12 December 2015

Berbahasa Satu

This is the central section of the mural on the front of the library building in the middle of Bandar Seri Begawan, the capital of Brunei.

The words say: Berbahasa satu, Berbangsa satu, Bernegara satu (One language, One race, One nation).

While this is not very encouraging for efforts at preserving minority languages, it is perhaps not unusual in countries around the world, where the desire to have a common language throughout the country is widespread. For example, there is a movement to establish English as the national language of the United States, even though there does not seem to be any real threat to the dominance of English despite the fears of some people that Spanish might one day replace English; and in Indonesia, establishment of Bahasa Indonesia as the national language even though it was originally the home language of virtually nobody has been a central national policy over the past few decades.

11 December 2015


In Malay, belas is the suffix given to numerals to indicate the numbers 11 to 19, so 11 is sebelas, 12 is dua belas, and so on.
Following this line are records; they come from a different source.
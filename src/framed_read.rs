use std::fmt;
use std::io::{self, Read};

use bytes::BytesMut;

use crate::buf_reader::BufReader;
use crate::builder::Builder;
use crate::error::{Error, Result};
use crate::length::{read_len, FRAME_DELIMITER};

/// Reads whole netstring frames from a blocking byte stream.
///
/// Every call to [`read_frame`] consumes exactly one frame. Malformed frames
/// are reported as errors and, where the damage is bounded, the stream is
/// resynchronized so the next call starts on a frame boundary:
///
/// * a frame larger than the configured maximum is skipped by discarding its
///   declared length plus the trailing `,`;
/// * a payload not followed by `,` discards everything currently buffered.
///
/// If the oversized-frame skip cannot complete, or an I/O error strikes after
/// part of a frame was consumed, the reader reports [`Error::Desync`] and
/// refuses to read any further frames. Errors before the first byte of a
/// frame, such as a read timeout, consume nothing and leave the reader usable.
///
/// [`read_frame`]: FrameReader::read_frame
pub struct FrameReader<R> {
    inner: BufReader<R>,
    max_frame_size: usize,
    max_len_digits: usize,
    poisoned: bool,
}

impl<R: Read> FrameReader<R> {
    /// Creates a new `FrameReader` with the default configuration.
    pub fn new(inner: R) -> FrameReader<R> {
        Builder::new().new_read(inner)
    }

    pub(crate) fn with_builder(builder: &Builder, inner: R) -> FrameReader<R> {
        FrameReader {
            inner: BufReader::with_capacity(builder.read_buffer_capacity(), inner),
            max_frame_size: builder.get_max_frame_size(),
            max_len_digits: builder.max_len_digits(),
            poisoned: false,
        }
    }

    /// Reads the next frame, blocking until all of it has arrived.
    ///
    /// The returned buffer holds the payload only; the trailing `,` is
    /// stripped.
    pub fn read_frame(&mut self) -> Result<BytesMut> {
        if self.poisoned {
            return Err(Error::desync("reader lost frame alignment earlier"));
        }

        let len = match read_len(&mut self.inner, self.max_len_digits) {
            Ok(len) => len,
            Err(Error::Desync { reason }) => return Err(self.poison(reason)),
            Err(e) => return Err(e),
        };

        // payload plus the trailing delimiter
        let want = match len.checked_add(1) {
            Some(want) if len <= self.max_frame_size => want,
            _ => return Err(self.skip_frame(len)),
        };

        let mut msg = BytesMut::with_capacity(want);
        msg.resize(want, 0);
        if let Err(e) = self.inner.read_exact(&mut msg) {
            if e.kind() == io::ErrorKind::UnexpectedEof {
                return Err(e.into());
            }
            return Err(self.poison(format!("read failed inside frame body: {}", e)));
        }

        let delim = msg[len];
        if delim != FRAME_DELIMITER {
            let n = self.inner.discard_buffered();
            warn!("bad frame delimiter {:#04x}; discarded {} buffered bytes", delim, n);
            return Err(Error::BadDelimiter(delim));
        }

        msg.truncate(len);
        trace!("frame read; len={}", len);
        Ok(msg)
    }

    // Skips an oversized frame so the next read starts at the following
    // frame. Any shortfall poisons the reader.
    fn skip_frame(&mut self, len: usize) -> Error {
        debug!("frame too large; len={} max={}", len, self.max_frame_size);
        let want = match len.checked_add(1) {
            Some(want) => want,
            None => return self.poison(format!("cannot skip frame of length {}", len)),
        };
        match self.inner.discard(want) {
            Ok(n) if n == want => {
                warn!("skipped oversized frame of {} bytes", len);
                Error::FrameTooLarge { len: len, max: self.max_frame_size }
            }
            Ok(n) => {
                self.poison(format!("stream ended after discarding {} of {} bytes", n, want))
            }
            Err(e) => self.poison(format!("failed to discard oversized frame: {}", e)),
        }
    }

    fn poison(&mut self, reason: String) -> Error {
        error!("netstring framing lost: {}", reason);
        self.poisoned = true;
        Error::desync(reason)
    }
}

impl<R> FrameReader<R> {
    /// Returns `true` once the reader has reported [`Error::Desync`].
    pub fn is_poisoned(&self) -> bool {
        self.poisoned
    }

    /// Returns the largest payload this reader accepts.
    pub fn max_frame_size(&self) -> usize {
        self.max_frame_size
    }

    /// Returns the largest number of digits accepted in a length field.
    pub fn max_len_digits(&self) -> usize {
        self.max_len_digits
    }

    /// Returns the number of bytes read from the stream but not yet framed.
    pub fn buffered(&self) -> usize {
        self.inner.buffered()
    }

    /// Drops any bytes read from the stream but not yet framed.
    pub fn discard_buffered(&mut self) -> usize {
        self.inner.discard_buffered()
    }

    /// Returns a reference to the underlying I/O stream wrapped by
    /// `FrameReader`.
    ///
    /// Note that care should be taken to not tamper with the underlying stream
    /// of data coming in as it may corrupt the stream of frames otherwise
    /// being worked with.
    pub fn get_ref(&self) -> &R {
        self.inner.get_ref()
    }

    /// Returns a mutable reference to the underlying I/O stream wrapped by
    /// `FrameReader`.
    ///
    /// Note that care should be taken to not tamper with the underlying stream
    /// of data coming in as it may corrupt the stream of frames otherwise
    /// being worked with.
    pub fn get_mut(&mut self) -> &mut R {
        self.inner.get_mut()
    }

    /// Consumes the `FrameReader`, returning its underlying I/O stream.
    ///
    /// Any buffered bytes not yet framed are lost.
    pub fn into_inner(self) -> R {
        self.inner.into_inner()
    }
}

impl<R: fmt::Debug> fmt::Debug for FrameReader<R> {
    fn fmt(&self, f: &mut fmt::Formatter) -> fmt::Result {
        f.debug_struct("FrameReader")
         .field("inner", &self.inner)
         .field("max_frame_size", &self.max_frame_size)
         .field("poisoned", &self.poisoned)
         .finish()
    }
}

use std::{cmp, fmt};
use std::io::{self, BufRead, Read};

/// Smallest buffer a `BufReader` will allocate.
const MIN_CAPACITY: usize = 16;

/// The `BufReader` struct adds buffering to any reader, along with the byte
/// level operations the frame reader needs: reading one byte at a time and
/// discarding a known number of bytes to resynchronize a stream.
pub struct BufReader<R> {
    inner: R,
    buf: Box<[u8]>,
    pos: usize,
    cap: usize,
}

impl<R: io::Read> BufReader<R> {
    /// Creates a new `BufReader` with the specified buffer capacity.
    ///
    /// Capacities below 16 bytes are rounded up.
    pub fn with_capacity(cap: usize, inner: R) -> BufReader<R> {
        BufReader {
            inner: inner,
            buf: vec![0; cmp::max(cap, MIN_CAPACITY)].into_boxed_slice(),
            pos: 0,
            cap: 0,
        }
    }

    /// Reads a single byte, blocking until one is available.
    ///
    /// Returns `Ok(None)` once the underlying reader reports end of stream.
    /// Interrupted reads are retried.
    pub fn read_byte(&mut self) -> io::Result<Option<u8>> {
        loop {
            match self.fill_buf() {
                Ok(rem) if rem.is_empty() => return Ok(None),
                Ok(rem) => {
                    let b = rem[0];
                    self.consume(1);
                    return Ok(Some(b));
                }
                Err(ref e) if e.kind() == io::ErrorKind::Interrupted => {}
                Err(e) => return Err(e),
            }
        }
    }

    /// Skips the next `n` bytes, reading from the underlying reader as
    /// needed.
    ///
    /// Returns the number of bytes actually discarded, which is less than `n`
    /// only if the stream ended first.
    pub fn discard(&mut self, n: usize) -> io::Result<usize> {
        let mut discarded = 0;
        while discarded < n {
            let amt = match self.fill_buf() {
                Ok(rem) if rem.is_empty() => break,
                Ok(rem) => cmp::min(rem.len(), n - discarded),
                Err(ref e) if e.kind() == io::ErrorKind::Interrupted => continue,
                Err(e) => return Err(e),
            };
            self.consume(amt);
            discarded += amt;
        }
        Ok(discarded)
    }
}

impl<R> BufReader<R> {
    /// Returns the number of bytes sitting in the internal buffer.
    pub fn buffered(&self) -> usize {
        self.cap - self.pos
    }

    /// Drops every buffered byte without touching the underlying reader and
    /// returns how many were dropped.
    pub fn discard_buffered(&mut self) -> usize {
        let n = self.buffered();
        self.pos = 0;
        self.cap = 0;
        n
    }

    /// Returns the size of the internal buffer.
    pub fn capacity(&self) -> usize {
        self.buf.len()
    }

    /// Gets a reference to the underlying reader.
    ///
    /// It is inadvisable to directly read from the underlying reader.
    pub fn get_ref(&self) -> &R {
        &self.inner
    }

    /// Gets a mutable reference to the underlying reader.
    ///
    /// It is inadvisable to directly read from the underlying reader.
    pub fn get_mut(&mut self) -> &mut R {
        &mut self.inner
    }

    /// Unwraps this `BufReader`, returning the underlying reader.
    ///
    /// Note that any leftover data in the internal buffer is lost.
    pub fn into_inner(self) -> R {
        self.inner
    }
}

impl<R: io::Read> io::Read for BufReader<R> {
    fn read(&mut self, buf: &mut [u8]) -> io::Result<usize> {
        // If we don't have any buffered data and we're doing a massive read
        // (larger than our internal buffer), bypass our internal buffer
        // entirely.
        if self.pos == self.cap && buf.len() >= self.buf.len() {
            return self.inner.read(buf);
        }
        let nread = {
            let mut rem = self.fill_buf()?;
            rem.read(buf)?
        };
        self.consume(nread);
        Ok(nread)
    }
}

impl<R: io::Read> io::BufRead for BufReader<R> {
    fn fill_buf(&mut self) -> io::Result<&[u8]> {
        // If we've reached the end of our internal buffer then we need to fetch
        // some more data from the underlying reader.
        // Branch using `>=` instead of the more correct `==`
        // to tell the compiler that the pos..cap slice is always valid.
        if self.pos >= self.cap {
            debug_assert!(self.pos == self.cap);
            self.cap = self.inner.read(&mut self.buf)?;
            self.pos = 0;
        }
        Ok(&self.buf[self.pos..self.cap])
    }

    fn consume(&mut self, amt: usize) {
        self.pos = cmp::min(self.pos + amt, self.cap);
    }
}

impl<R: fmt::Debug> fmt::Debug for BufReader<R> {
    fn fmt(&self, fmt: &mut fmt::Formatter) -> fmt::Result {
        fmt.debug_struct("BufReader")
            .field("reader", &self.inner)
            .field("buffer", &format_args!("{}/{}", self.cap - self.pos, self.buf.len()))
            .finish()
    }
}
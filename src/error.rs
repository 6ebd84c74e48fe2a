//! Error types for netstring framing.

use std::io;

use thiserror::Error;

/// Errors produced while reading or writing netstring frames.
///
/// Most variants describe a single bad frame; the connection may keep being
/// used after them. [`Error::Desync`] is different: it means the frame
/// boundary is lost and the connection has to be torn down. Check for it with
/// [`Error::is_fatal`].
#[derive(Debug, Error)]
pub enum Error {
    /// A byte other than an ASCII digit or `:` appeared in the length field.
    ///
    /// A length field with too many digits is reported as
    /// [`Error::LengthTooLong`] instead. Use [`Error::is_unexpected_char`] to
    /// catch both.
    ///
    /// The stream position is undefined afterwards; the caller should close
    /// the connection.
    #[error("netstring: unexpected character {0:#04x} in length field")]
    UnexpectedChar(u8),

    /// The length field ran past the configured digit count without a `:`.
    #[error("netstring: unexpected character, length field longer than {max_digits} digits")]
    LengthTooLong {
        /// Maximum number of digits accepted.
        max_digits: usize,
    },

    /// The length field held no digits before `:`.
    #[error("netstring: empty length field")]
    EmptyLength,

    /// The length field does not fit in a `usize`.
    #[error("netstring: length field overflows")]
    LengthOverflow,

    /// The declared payload length exceeds the configured maximum.
    #[error("netstring: frame too large ({len} > {max})")]
    FrameTooLarge {
        /// Declared payload length.
        len: usize,
        /// Configured maximum frame size.
        max: usize,
    },

    /// The payload was not followed by `,`.
    #[error("netstring: bad frame delimiter {0:#04x}")]
    BadDelimiter(u8),

    /// The transport accepted fewer bytes than the encoded frame holds.
    #[error("netstring: bad frame write ({written} of {expected} bytes)")]
    BadWrite {
        /// Bytes the transport reported as written.
        written: usize,
        /// Length of the encoded frame.
        expected: usize,
    },

    /// The stream ended cleanly on a frame boundary.
    #[error("netstring: connection closed")]
    Closed,

    /// I/O error from the underlying transport.
    #[error("netstring: I/O error: {0}")]
    Io(#[from] io::Error),

    /// Resynchronization failed and frame boundaries can no longer be
    /// trusted. The connection must be closed.
    #[error("netstring: framing lost, connection unusable: {reason}")]
    Desync {
        /// What went wrong while resynchronizing.
        reason: String,
    },
}

impl Error {
    /// Returns `true` if the connection can no longer be used for framing.
    pub fn is_fatal(&self) -> bool {
        match *self {
            Error::Desync { .. } => true,
            _ => false,
        }
    }

    /// Returns `true` for a malformed or over-long length field.
    pub fn is_unexpected_char(&self) -> bool {
        match *self {
            Error::UnexpectedChar(_) | Error::LengthTooLong { .. } => true,
            _ => false,
        }
    }

    pub(crate) fn desync<S: Into<String>>(reason: S) -> Error {
        Error::Desync { reason: reason.into() }
    }
}

/// Result type alias using the netstring [`Error`].
pub type Result<T> = std::result::Result<T, Error>;

#[cfg(test)]
mod tests {
    use super::Error;
    use std::io;

    #[test]
    fn only_desync_is_fatal() {
        assert!(Error::desync("discard failed").is_fatal());
        assert!(!Error::BadDelimiter(b'x').is_fatal());
        assert!(!Error::FrameTooLarge { len: 10, max: 5 }.is_fatal());
        assert!(!Error::Io(io::Error::new(io::ErrorKind::Other, "")).is_fatal());
    }

    #[test]
    fn over_long_length_is_unexpected_char() {
        assert!(Error::LengthTooLong { max_digits: 4 }.is_unexpected_char());
        assert!(Error::UnexpectedChar(b'a').is_unexpected_char());
        assert!(!Error::EmptyLength.is_unexpected_char());
    }
}
use std::fmt;
use std::sync::atomic::{AtomicBool, Ordering};
use std::sync::{Arc, Mutex, MutexGuard, TryLockError};

use bytes::BytesMut;

use crate::builder::Builder;
use crate::error::{Error, Result};
use crate::framed_read::FrameReader;
use crate::framed_write::FrameWriter;
use crate::split::{self, ReadHalf, WriteHalf};
use crate::Conn;

/// A connection that exchanges whole frames instead of raw bytes.
pub trait FramedConn {
    /// The underlying byte-stream connection.
    type Conn;

    /// Reads the next frame from the connection.
    fn read_frame(&self) -> Result<BytesMut>;

    /// Writes one frame to the connection.
    fn write_frame(&self, frame: &[u8]) -> Result<()>;

    /// Closes the connection, dropping any buffered bytes.
    fn close(&self) -> Result<()>;

    /// Returns the underlying connection, for transport-level controls such
    /// as read and write timeouts.
    fn conn(&self) -> &Self::Conn;
}

/// Netstring framing over a shared byte-stream connection.
///
/// `NetstringConn` can be shared between threads. Reads are serialized so
/// each caller receives one whole frame, in wire order; writes are serialized
/// so encoded frames never interleave on the transport. A read and a write
/// may proceed at the same time.
///
/// Once [`read_frame`] returns an error for which [`Error::is_fatal`] holds,
/// every later read fails the same way and the connection should be closed.
///
/// [`read_frame`]: FramedConn::read_frame
pub struct NetstringConn<C> {
    conn: Arc<C>,
    reader: Mutex<FrameReader<ReadHalf<C>>>,
    writer: Mutex<FrameWriter<WriteHalf<C>>>,
    max_frame_size: usize,
    closed: AtomicBool,
}

impl<C: Conn> NetstringConn<C> {
    /// Wraps `conn` with the default maximum frame size of 4096 bytes.
    pub fn new(conn: C) -> NetstringConn<C> {
        Builder::new().new_conn(conn)
    }

    /// Wraps `conn`, accepting frames of up to `max_frame_size` bytes.
    pub fn with_max_frame_size(conn: C, max_frame_size: usize) -> NetstringConn<C> {
        Builder::new().max_frame_size(max_frame_size).new_conn(conn)
    }

    pub(crate) fn with_builder(builder: &Builder, conn: C) -> NetstringConn<C> {
        let conn = Arc::new(conn);
        let (rd, wr) = split::split(conn.clone());
        NetstringConn {
            conn: conn,
            reader: Mutex::new(builder.new_read(rd)),
            writer: Mutex::new(builder.new_write(wr)),
            max_frame_size: builder.get_max_frame_size(),
            closed: AtomicBool::new(false),
        }
    }

    fn lock_reader(&self) -> Result<MutexGuard<FrameReader<ReadHalf<C>>>> {
        self.reader.lock().map_err(|_| Error::desync("frame reader panicked mid-frame"))
    }

    fn lock_writer(&self) -> Result<MutexGuard<FrameWriter<WriteHalf<C>>>> {
        self.writer.lock().map_err(|_| Error::desync("frame writer panicked mid-frame"))
    }
}

impl<C> NetstringConn<C> {
    /// Returns the largest payload accepted from the peer.
    pub fn max_frame_size(&self) -> usize {
        self.max_frame_size
    }

    /// Returns `true` once `close` has been called.
    pub fn is_closed(&self) -> bool {
        self.closed.load(Ordering::SeqCst)
    }
}

impl<C: Conn> FramedConn for NetstringConn<C> {
    type Conn = C;

    fn read_frame(&self) -> Result<BytesMut> {
        let mut reader = self.lock_reader()?;
        if self.is_closed() {
            return Err(Error::Closed);
        }
        reader.read_frame()
    }

    fn write_frame(&self, frame: &[u8]) -> Result<()> {
        let mut writer = self.lock_writer()?;
        if self.is_closed() {
            return Err(Error::Closed);
        }
        writer.write_frame(frame)
    }

    fn close(&self) -> Result<()> {
        self.closed.store(true, Ordering::SeqCst);

        // A reader blocked mid-frame holds the lock; shutting the transport
        // down below wakes it, and the closed flag stops any later read.
        let dropped = match self.reader.try_lock() {
            Ok(mut reader) => reader.discard_buffered(),
            Err(TryLockError::Poisoned(poisoned)) => poisoned.into_inner().discard_buffered(),
            Err(TryLockError::WouldBlock) => 0,
        };
        debug!("closing netstring connection; dropped {} buffered bytes", dropped);

        self.conn.close()?;
        Ok(())
    }

    fn conn(&self) -> &C {
        &self.conn
    }
}

impl<C: fmt::Debug> fmt::Debug for NetstringConn<C> {
    fn fmt(&self, f: &mut fmt::Formatter) -> fmt::Result {
        f.debug_struct("NetstringConn")
         .field("conn", &self.conn)
         .field("closed", &self.closed.load(Ordering::SeqCst))
         .finish()
    }
}
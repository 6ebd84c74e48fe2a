use std::cmp;
use std::io;

use crate::codec::NetstringCodec;
use crate::framed::NetstringConn;
use crate::framed_read::FrameReader;
use crate::framed_write::FrameWriter;
use crate::length::max_len_digits;
use crate::{Conn, DEFAULT_MAX_FRAME_SIZE};

/// Largest read buffer allocated regardless of the frame size limit.
const MAX_READ_BUFFER: usize = 64 * 1024;

/// Configures and constructs netstring readers, writers and connections.
///
/// The only knob is the maximum payload size. The maximum number of digits
/// in a length field is derived from it, so a peer can never make the reader
/// scan or allocate more than the limit allows.
///
/// ```
/// use netstring_io::Builder;
///
/// let mut builder = Builder::new();
/// builder.max_frame_size(99_999);
/// assert_eq!(builder.max_len_digits(), 5);
///
/// let reader = builder.new_read(&b"5:hello,"[..]);
/// assert_eq!(reader.max_frame_size(), 99_999);
/// ```
#[derive(Debug, Clone, Copy)]
pub struct Builder {
    max_frame_size: usize,
}

impl Builder {
    /// Creates a builder with the default frame size limit of 4096 bytes.
    pub fn new() -> Builder {
        Builder {
            max_frame_size: DEFAULT_MAX_FRAME_SIZE,
        }
    }

    /// Sets the maximum payload size, in bytes, accepted by readers.
    ///
    /// Writers never enforce it; the limit is local to the receiving end.
    pub fn max_frame_size(&mut self, val: usize) -> &mut Builder {
        self.max_frame_size = val;
        self
    }

    /// Returns the configured maximum payload size.
    pub fn get_max_frame_size(&self) -> usize {
        self.max_frame_size
    }

    /// Returns the number of digits allowed in a length field.
    pub fn max_len_digits(&self) -> usize {
        max_len_digits(self.max_frame_size)
    }

    pub(crate) fn read_buffer_capacity(&self) -> usize {
        cmp::min(self.max_frame_size, MAX_READ_BUFFER)
    }

    /// Creates a `FrameReader` over `inner`.
    pub fn new_read<R: io::Read>(&self, inner: R) -> FrameReader<R> {
        FrameReader::with_builder(self, inner)
    }

    /// Creates a `FrameWriter` over `inner`.
    pub fn new_write<W: io::Write>(&self, inner: W) -> FrameWriter<W> {
        FrameWriter::with_builder(self, inner)
    }

    /// Wraps an established connection into a `NetstringConn`.
    pub fn new_conn<C: Conn>(&self, conn: C) -> NetstringConn<C> {
        NetstringConn::with_builder(self, conn)
    }

    /// Creates a buffer codec with the same limits.
    pub fn new_codec(&self) -> NetstringCodec {
        NetstringCodec::with_max_frame_size(self.max_frame_size)
    }
}

impl Default for Builder {
    fn default() -> Builder {
        Builder::new()
    }
}

#[cfg(test)]
mod tests {
    use super::Builder;

    #[test]
    fn defaults() {
        let builder = Builder::new();
        assert_eq!(builder.get_max_frame_size(), 4096);
        assert_eq!(builder.max_len_digits(), 4);
    }

    #[test]
    fn digits_follow_frame_size() {
        let mut builder = Builder::new();
        builder.max_frame_size(99_999);
        assert_eq!(builder.max_len_digits(), 5);
        builder.max_frame_size(100_000);
        assert_eq!(builder.max_len_digits(), 6);
    }

    #[test]
    fn read_buffer_is_bounded() {
        let mut builder = Builder::new();
        assert_eq!(builder.read_buffer_capacity(), 4096);
        builder.max_frame_size(1 << 30);
        assert_eq!(builder.read_buffer_capacity(), 64 * 1024);
    }
}
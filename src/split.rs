use std::fmt;
use std::io;
use std::sync::Arc;

use crate::Conn;

/// The readable half of a shared connection.
///
/// Implements `io::Read` by forwarding to [`Conn::read`].
pub struct ReadHalf<C> {
    handle: Arc<C>,
}

/// The writable half of a shared connection.
///
/// Implements `io::Write` by forwarding to [`Conn::write`].
pub struct WriteHalf<C> {
    handle: Arc<C>,
}

/// Splits a shared connection into halves that can be driven from different
/// threads.
pub fn split<C: Conn>(conn: Arc<C>) -> (ReadHalf<C>, WriteHalf<C>) {
    (ReadHalf { handle: conn.clone() }, WriteHalf { handle: conn })
}

impl<C> ReadHalf<C> {
    /// Returns the shared connection.
    pub fn get_ref(&self) -> &C {
        &self.handle
    }
}

impl<C> WriteHalf<C> {
    /// Returns the shared connection.
    pub fn get_ref(&self) -> &C {
        &self.handle
    }
}

impl<C: Conn> io::Read for ReadHalf<C> {
    fn read(&mut self, buf: &mut [u8]) -> io::Result<usize> {
        self.handle.read(buf)
    }
}

impl<C: Conn> io::Write for WriteHalf<C> {
    fn write(&mut self, buf: &[u8]) -> io::Result<usize> {
        self.handle.write(buf)
    }

    fn flush(&mut self) -> io::Result<()> {
        self.handle.flush()
    }
}

impl<C: fmt::Debug> fmt::Debug for ReadHalf<C> {
    fn fmt(&self, f: &mut fmt::Formatter) -> fmt::Result {
        f.debug_tuple("ReadHalf").field(&self.handle).finish()
    }
}

impl<C: fmt::Debug> fmt::Debug for WriteHalf<C> {
    fn fmt(&self, f: &mut fmt::Formatter) -> fmt::Result {
        f.debug_tuple("WriteHalf").field(&self.handle).finish()
    }
}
Then there is the Malay word belasan, to refer to the age group 11 to 19. My dictionary gives the gloss for belasan tahun as 'teens'.

However, this is not quite right, as in standard English, the teens only start at 13, and people aged 11 and 12 are not teenagers.

I wonder if there is a shift of meaning of the word 'teenager' in Brunei English, influenced by the Malay word belasan?

One further influence might be from Chinese, as there is no easy translation of 十几岁 ('aged between 11 and 19') in English. It seems possible, therefore, that this shift in the meaning of 'teenager' is found quite widely in the region, including in Singapore.

05 December 2015


When I started out as an academic, I believed it was my duty to do research and publish it, but I found self-promotion tacky. Well, I guess that's all changed, and now I make things available on my website and on ResearchGate, just like everyone else. I accept that we have to promote our research, and we can't just sit back and hope that somehow people will find it.

Now, as part of my role as Webmaster for my Faculty, I have been tasked with creating and maintaining a 'News' page in the faculty website. (See here).

Is this the sort of thing an academic should be doing? Well, I suppose in the modern world where universities have to promote themselves, just like businesses, it probably is. And even if it does take time away from research, I have to accept that this sort of work is what we all have to do. (Anyway, it beats being on another committee!).

Maybe some people will find it interesting and useful, who knows.